TO DO:
Where a line below holds the string "builds", copy that line.

DATA FOR REVIEW:

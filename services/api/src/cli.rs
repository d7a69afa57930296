use crate::accounts::{add_attorney, run_seed, AddAttorneyArgs};
use crate::server;
use clap::{Args, Parser, Subcommand};
use prospect_intake::error::AppError;

#[derive(Parser, Debug)]
#[command(
    name = "Prospect Intake",
    about = "Run the prospect intake service and manage attorney accounts",
    version
)]
struct Cli {
    #[command(subcommand)]
    command: Option<Command>,
}

#[derive(Subcommand, Debug)]
enum Command {
    /// Start the HTTP service (default command)
    Serve(ServeArgs),
    /// Create the schema and insert the configured seed attorneys
    Seed,
    /// Manage attorney accounts
    Attorney {
        #[command(subcommand)]
        command: AttorneyCommand,
    },
}

#[derive(Subcommand, Debug)]
enum AttorneyCommand {
    /// Register an attorney who can receive prospects and sign in to admin routes
    Add(AddAttorneyArgs),
}

#[derive(Args, Debug, Default)]
pub(crate) struct ServeArgs {
    /// Override the configured host for the HTTP server
    #[arg(long)]
    pub(crate) host: Option<String>,
    /// Override the configured port for the HTTP server
    #[arg(long)]
    pub(crate) port: Option<u16>,
}

pub(crate) async fn run() -> Result<(), AppError> {
    let cli = Cli::parse();
    let command = cli
        .command
        .unwrap_or_else(|| Command::Serve(ServeArgs::default()));

    match command {
        Command::Serve(args) => server::run(args).await,
        Command::Seed => run_seed().await,
        Command::Attorney {
            command: AttorneyCommand::Add(args),
        } => add_attorney(args).await,
    }
}
use std::collections::HashMap;
use std::sync::{Arc, Mutex};

use async_trait::async_trait;
use axum::body::Body;
use axum::http::{header, HeaderValue, Request};
use axum::response::Response;
use base64::engine::general_purpose::STANDARD;
use base64::Engine as _;
use chrono::Utc;
use serde_json::Value;

use crate::auth::AdminCredentialAuthenticator;
use crate::prospects::domain::{
    Attorney, AttorneyId, EmailAddress, NewProspect, PageRequest, Prospect, ProspectId,
};
use crate::prospects::repository::{
    AttorneyDirectory, Notification, NotificationError, Notifier, ProspectRepository,
    RepositoryError,
};
use crate::prospects::{prospect_router, ProspectService};

pub(super) const ADMIN_USER: &str = "admin";
pub(super) const ADMIN_PASSWORD: &str = "s3cret";

pub(super) type MemoryService = ProspectService<MemoryRepository, MemoryAttorneys, MemoryNotifier>;

pub(super) fn new_prospect(email: &str) -> NewProspect {
    NewProspect {
        first_name: "Jane".to_string(),
        last_name: "Doe".to_string(),
        email: email.to_string(),
        resume: "  Five years of immigration casework.  ".to_string(),
    }
}

pub(super) fn attorney(name: &str, email: &str) -> Attorney {
    let now = Utc::now();
    Attorney {
        id: AttorneyId::new(),
        name: name.to_string(),
        email: email.to_string(),
        password_hash: "unused".to_string(),
        created_at: now,
        updated_at: now,
    }
}

pub(super) fn build_service() -> (MemoryService, Arc<MemoryRepository>, Arc<MemoryNotifier>) {
    let repository = Arc::new(MemoryRepository::default());
    let attorneys = Arc::new(MemoryAttorneys::with(vec![attorney(
        "Alex Morgan",
        "hello@example.com",
    )]));
    let notifier = Arc::new(MemoryNotifier::default());
    let service = ProspectService::new(
        repository.clone(),
        attorneys,
        notifier.clone(),
        "Acme Legal",
    );
    (service, repository, notifier)
}

pub(super) fn router_with_service(service: MemoryService) -> axum::Router {
    prospect_router(
        Arc::new(service),
        Arc::new(AdminCredentialAuthenticator::new(ADMIN_USER, ADMIN_PASSWORD)),
    )
}

pub(super) fn basic_auth(user: &str, password: &str) -> HeaderValue {
    let token = STANDARD.encode(format!("{user}:{password}"));
    HeaderValue::from_str(&format!("Basic {token}")).expect("valid header")
}

pub(super) fn json_request(method: &str, uri: &str, body: Value) -> Request<Body> {
    Request::builder()
        .method(method)
        .uri(uri)
        .header(header::CONTENT_TYPE, "application/json")
        .body(Body::from(body.to_string()))
        .expect("request builds")
}

pub(super) fn admin_request(method: &str, uri: &str, auth: HeaderValue, body: Option<Value>) -> Request<Body> {
    let builder = Request::builder()
        .method(method)
        .uri(uri)
        .header(header::AUTHORIZATION, auth);
    match body {
        Some(body) => builder
            .header(header::CONTENT_TYPE, "application/json")
            .body(Body::from(body.to_string())),
        None => builder.body(Body::empty()),
    }
    .expect("request builds")
}

pub(super) async fn read_json_body(response: Response) -> Value {
    let body = axum::body::to_bytes(response.into_body(), 64 * 1024)
        .await
        .expect("read body");
    serde_json::from_slice(&body).expect("json payload")
}

#[derive(Default, Clone)]
pub(super) struct MemoryRepository {
    pub(super) records: Arc<Mutex<HashMap<ProspectId, Prospect>>>,
}

impl MemoryRepository {
    pub(super) fn stored(&self, email: &str) -> Option<Prospect> {
        let guard = self.records.lock().expect("repository mutex poisoned");
        guard
            .values()
            .find(|prospect| prospect.email.as_str() == email)
            .cloned()
    }
}

#[async_trait]
impl ProspectRepository for MemoryRepository {
    async fn insert(&self, prospect: Prospect) -> Result<Prospect, RepositoryError> {
        let mut guard = self.records.lock().expect("repository mutex poisoned");
        if guard.values().any(|stored| stored.email == prospect.email) {
            return Err(RepositoryError::Conflict);
        }
        guard.insert(prospect.id, prospect.clone());
        Ok(prospect)
    }

    async fn find_by_email(
        &self,
        email: &EmailAddress,
    ) -> Result<Option<Prospect>, RepositoryError> {
        let guard = self.records.lock().expect("repository mutex poisoned");
        Ok(guard
            .values()
            .filter(|prospect| &prospect.email == email)
            .max_by_key(|prospect| prospect.updated_at)
            .cloned())
    }

    async fn update(&self, prospect: Prospect) -> Result<Prospect, RepositoryError> {
        let mut guard = self.records.lock().expect("repository mutex poisoned");
        let stored = guard.get(&prospect.id).ok_or(RepositoryError::NotFound)?;
        if stored.version != prospect.version {
            return Err(RepositoryError::Stale);
        }
        let next = Prospect {
            version: prospect.version + 1,
            ..prospect
        };
        guard.insert(next.id, next.clone());
        Ok(next)
    }

    async fn list(&self, page: PageRequest) -> Result<Vec<Prospect>, RepositoryError> {
        let guard = self.records.lock().expect("repository mutex poisoned");
        let mut prospects: Vec<Prospect> = guard.values().cloned().collect();
        prospects.sort_by(|a, b| b.updated_at.cmp(&a.updated_at));
        Ok(prospects
            .into_iter()
            .skip(page.offset() as usize)
            .take(page.limit() as usize)
            .collect())
    }
}

/// Lets another writer commit a first-name change between every read and write.
pub(super) struct InterleavingRepository {
    pub(super) inner: MemoryRepository,
    pub(super) competing_first_name: String,
}

impl InterleavingRepository {
    pub(super) fn new(inner: MemoryRepository, competing_first_name: &str) -> Self {
        Self {
            inner,
            competing_first_name: competing_first_name.to_string(),
        }
    }
}

#[async_trait]
impl ProspectRepository for InterleavingRepository {
    async fn insert(&self, prospect: Prospect) -> Result<Prospect, RepositoryError> {
        self.inner.insert(prospect).await
    }

    async fn find_by_email(
        &self,
        email: &EmailAddress,
    ) -> Result<Option<Prospect>, RepositoryError> {
        self.inner.find_by_email(email).await
    }

    async fn update(&self, prospect: Prospect) -> Result<Prospect, RepositoryError> {
        let current = self
            .inner
            .records
            .lock()
            .expect("repository mutex poisoned")
            .get(&prospect.id)
            .cloned()
            .ok_or(RepositoryError::NotFound)?;
        self.inner
            .update(Prospect {
                first_name: self.competing_first_name.clone(),
                ..current
            })
            .await?;

        self.inner.update(prospect).await
    }

    async fn list(&self, page: PageRequest) -> Result<Vec<Prospect>, RepositoryError> {
        self.inner.list(page).await
    }
}

#[derive(Default)]
pub(super) struct MemoryAttorneys {
    attorneys: Mutex<Vec<Attorney>>,
}

impl MemoryAttorneys {
    pub(super) fn with(attorneys: Vec<Attorney>) -> Self {
        Self {
            attorneys: Mutex::new(attorneys),
        }
    }
}

#[async_trait]
impl AttorneyDirectory for MemoryAttorneys {
    async fn all(&self) -> Result<Vec<Attorney>, RepositoryError> {
        Ok(self.attorneys.lock().expect("attorney mutex poisoned").clone())
    }

    async fn find_by_email(&self, email: &str) -> Result<Option<Attorney>, RepositoryError> {
        Ok(self
            .attorneys
            .lock()
            .expect("attorney mutex poisoned")
            .iter()
            .find(|attorney| attorney.email == email)
            .cloned())
    }

    async fn insert_if_absent(&self, attorney: Attorney) -> Result<bool, RepositoryError> {
        let mut guard = self.attorneys.lock().expect("attorney mutex poisoned");
        if guard.iter().any(|existing| existing.email == attorney.email) {
            return Ok(false);
        }
        guard.push(attorney);
        Ok(true)
    }
}

#[derive(Default)]
pub(super) struct MemoryNotifier {
    sent: Mutex<Vec<Notification>>,
}

impl MemoryNotifier {
    pub(super) fn sent(&self) -> Vec<Notification> {
        self.sent.lock().expect("notifier mutex poisoned").clone()
    }
}

#[async_trait]
impl Notifier for MemoryNotifier {
    async fn send(&self, notification: Notification) -> Result<(), NotificationError> {
        self.sent
            .lock()
            .expect("notifier mutex poisoned")
            .push(notification);
        Ok(())
    }
}

pub(super) struct FailingNotifier;

#[async_trait]
impl Notifier for FailingNotifier {
    async fn send(&self, _notification: Notification) -> Result<(), NotificationError> {
        Err(NotificationError::Transport("connection refused".to_string()))
    }
}

pub(super) struct UnavailableRepository;

#[async_trait]
impl ProspectRepository for UnavailableRepository {
    async fn insert(&self, _prospect: Prospect) -> Result<Prospect, RepositoryError> {
        Err(RepositoryError::Unavailable("database offline".to_string()))
    }

    async fn find_by_email(
        &self,
        _email: &EmailAddress,
    ) -> Result<Option<Prospect>, RepositoryError> {
        Err(RepositoryError::Unavailable("database offline".to_string()))
    }

    async fn update(&self, _prospect: Prospect) -> Result<Prospect, RepositoryError> {
        Err(RepositoryError::Unavailable("database offline".to_string()))
    }

    async fn list(&self, _page: PageRequest) -> Result<Vec<Prospect>, RepositoryError> {
        Err(RepositoryError::Unavailable("database offline".to_string()))
    }
}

OUTPUT FOR THIS TASK:
        .expect("request builds")
    .expect("request builds")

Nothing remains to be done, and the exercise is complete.